Founded in 2003, the Scandinavian label was founded by Karl Oskar Olsen and Brian Jensen. The duo met in Danish Design Academy and started out with a t-shirt line, eventually moving the line into their own store. The store was a wood-panelled wine store and this led to the store, and eventually brand, being named Wood Wood. In an interview with Format, Oskar-Olsen alluded to the original vision behind the brand.

“We wanted to make something that reflected all the brands in our store. From brands like Bernhard Willhelm, to Comme Des Garcons, to Maharishi, to Nike. Then we came up with the style we are working on now and the consumer we think is the most interesting.”
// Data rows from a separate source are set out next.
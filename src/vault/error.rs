//! Vault errors.

use thiserror::Error;

/// Errors raised by the persistence layer.
#[derive(Debug, Error)]
pub enum VaultError {
    /// Filesystem failure.
    #[error("storage I/O failed: {0}")]
    Io(#[from] std::io::Error),

    /// JSON encoding or decoding failed.
    #[error("record serialization failed: {0}")]
    Serialization(#[from] serde_json::Error),

    /// Ciphertext did not authenticate under this key.
    #[error("record {id} could not be decrypted: {reason}")]
    Decryption {
        /// Record id.
        id: String,
        /// What went wrong.
        reason: String,
    },

    /// Clear-text metadata does not match its hash.
    #[error("record {id} failed integrity verification")]
    Integrity {
        /// Record id.
        id: String,
    },

    /// The file is structurally invalid.
    #[error("record {id} is malformed: {reason}")]
    Malformed {
        /// Record id.
        id: String,
        /// What is missing or wrong.
        reason: String,
    },

    /// No record with this id.
    #[error("record {0} not found")]
    NotFound(String),

    /// Insert of an id already stored.
    #[error("record {0} already exists")]
    AlreadyExists(String),

    /// The key could not be loaded or created.
    #[error("encryption key unavailable: {0}")]
    Key(String),
}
While collaborations aren’t as prized as they once were, Wood Wood have gained a reputation for working on several respected ones. Collaborating with everyone from Nike to Lego to Happy Socks, they’ve been able to work on several collaborations whilst not diluting their brand.

Whilst other brands of Wood Wood’s ilk choose trade shows as their stomping grounds, they’ve decided to to go the fashion show route, even showing at New York. Olsen stated that, “I believe that we tried to break borders ever since we started up and focused internationally instead of going big in little Denmark, which is fairly easy. Therefore, I think it makes sense to the crowd that follows us that we were representing at NYC Fashion Week, even if we are not so ‘fashion’.”

Like Henrik Vibskov, Wood Wood see being based in Copenhagen as double edged sword. “Copenhagen is a good city to work from, it’s cheap and very small. Everything is just around the corner, I don’t think it has ever affected our process negatively. I always thought we had a bigger impact on the city than the city had on us. The bad thing about Denmark though is that Copenhagen especially is such a small city and everybody seems to know each other”. Karl goes on to say, “I would love to see a guy like Henrik Vibskov move to Paris or New York; I think he’s got the kind of label that really could climb high if he was more visible in the centre of fashion.”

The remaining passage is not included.